Operation „Alpenkohle“

Unterberger kritisiert Festnahmen mit Showeffekt

Mittwoch, 27. Mai 2026 | 15:32 Uhr

Von: mk

Bozen – Die Art und Weise, wie vergangene Woche die vorbeugenden Maßnahmen im Rahmen der Operation „Alpenkohle“ durchgeführt wurden, stößt nicht nur auf Zustimmung. Im Gegenteil: SVP-Senatorin Julia Unterberger findet die Maßnahmen völlig unverhältnismäßig

„Verhaftungen um 5.00 Uhr morgens unter Einsatz von Hubschraubern, als würde man gefährliche Verbrecher jagen – eine solche Vorgehensweise nützt der Justiz nicht und stellt eine unnötige Schikane gegenüber den Beschuldigten dar, die keinerlei Gefahr für die Gesellschaft darstellen“, kritisiert die Vorsitzende der Autonomiegruppe.

Wer die Beschuldigten kenne, sei überzeugt, dass sie ihre Unschuld beweisen und die schweren Vorwürfe widerlegen würden. Die Theorie, wonach der Vinschgau zu einem Gebiet der Mafia geworden sei, werde einer Überprüfung nicht standhalten, ist die SVP-Senatorin überzeugt.

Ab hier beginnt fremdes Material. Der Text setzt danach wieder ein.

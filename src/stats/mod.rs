//! Statistics and bitrate adaptation
//!
//! Provides observability into what the session actually manages to send.

pub mod bandwidth;

pub use bandwidth::{BandwidthSampler, BitrateReport, BitrateVector};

„Ich habe volles Vertrauen in die Fähigkeit der Justiz, die Sachlage sorgfältig und objektiv aufzuklären. Dennoch bleibt bei einigen Aspekten dieser Ermittlungen ein Unbehagen bestehen. Zu deutlich sind die Parallelen zu den Romeo-Ermittlungen – sowohl hinsichtlich der Konstruktion der Vorwürfe als auch der medial wirksam inszenierten Durchführung der vorbeugenden Maßnahmen. Es scheint, als ob unbedingt die These der mafiösen Vereinigungen, die in Südtirol agieren, durchgesetzt werden soll“, stellt Unterberger in den Raum.